> _What needs to be done_:
Scan the lines below for "async" and copy the matches.

> _Saved data entries_:
BEGIN

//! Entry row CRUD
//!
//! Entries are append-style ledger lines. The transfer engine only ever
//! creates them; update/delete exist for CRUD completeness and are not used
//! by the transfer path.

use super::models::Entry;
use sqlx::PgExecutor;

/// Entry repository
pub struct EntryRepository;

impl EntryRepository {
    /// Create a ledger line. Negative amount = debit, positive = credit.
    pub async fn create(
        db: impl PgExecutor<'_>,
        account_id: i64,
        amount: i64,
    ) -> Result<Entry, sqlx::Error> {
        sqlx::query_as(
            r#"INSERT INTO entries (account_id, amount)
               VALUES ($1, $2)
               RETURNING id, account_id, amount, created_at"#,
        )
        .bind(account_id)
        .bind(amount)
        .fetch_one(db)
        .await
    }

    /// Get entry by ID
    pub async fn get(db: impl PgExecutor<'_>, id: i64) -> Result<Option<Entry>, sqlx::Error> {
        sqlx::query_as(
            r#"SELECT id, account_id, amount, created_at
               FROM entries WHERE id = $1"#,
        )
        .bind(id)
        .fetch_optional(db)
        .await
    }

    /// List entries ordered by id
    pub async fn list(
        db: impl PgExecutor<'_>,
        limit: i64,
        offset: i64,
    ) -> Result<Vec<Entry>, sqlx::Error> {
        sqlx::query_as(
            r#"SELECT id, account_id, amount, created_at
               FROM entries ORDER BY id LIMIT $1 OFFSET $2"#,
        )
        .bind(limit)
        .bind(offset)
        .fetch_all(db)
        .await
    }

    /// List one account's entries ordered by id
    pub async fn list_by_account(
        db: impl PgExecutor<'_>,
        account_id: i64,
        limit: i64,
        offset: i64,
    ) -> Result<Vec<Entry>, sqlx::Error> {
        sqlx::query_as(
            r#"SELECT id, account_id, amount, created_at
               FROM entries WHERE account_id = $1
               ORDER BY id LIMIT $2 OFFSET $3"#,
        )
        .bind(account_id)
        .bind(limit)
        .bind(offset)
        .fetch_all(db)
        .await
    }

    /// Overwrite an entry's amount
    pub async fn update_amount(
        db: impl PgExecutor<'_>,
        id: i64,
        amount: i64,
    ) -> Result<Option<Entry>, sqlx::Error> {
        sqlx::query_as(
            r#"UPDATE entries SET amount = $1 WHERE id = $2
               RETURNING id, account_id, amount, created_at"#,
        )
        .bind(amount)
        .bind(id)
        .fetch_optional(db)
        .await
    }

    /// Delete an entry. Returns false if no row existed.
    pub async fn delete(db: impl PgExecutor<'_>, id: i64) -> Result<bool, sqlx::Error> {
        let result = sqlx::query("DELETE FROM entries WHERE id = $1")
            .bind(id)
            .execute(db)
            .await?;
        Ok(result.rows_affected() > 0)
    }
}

END

> _Response to this task_:
    pub async fn create(
    pub async fn get(db: impl PgExecutor<'_>, id: i64) -> Result<Option<Entry>, sqlx::Error> {
    pub async fn list(
    pub async fn list_by_account(
    pub async fn update_amount(
    pub async fn delete(db: impl PgExecutor<'_>, id: i64) -> Result<bool, sqlx::Error> {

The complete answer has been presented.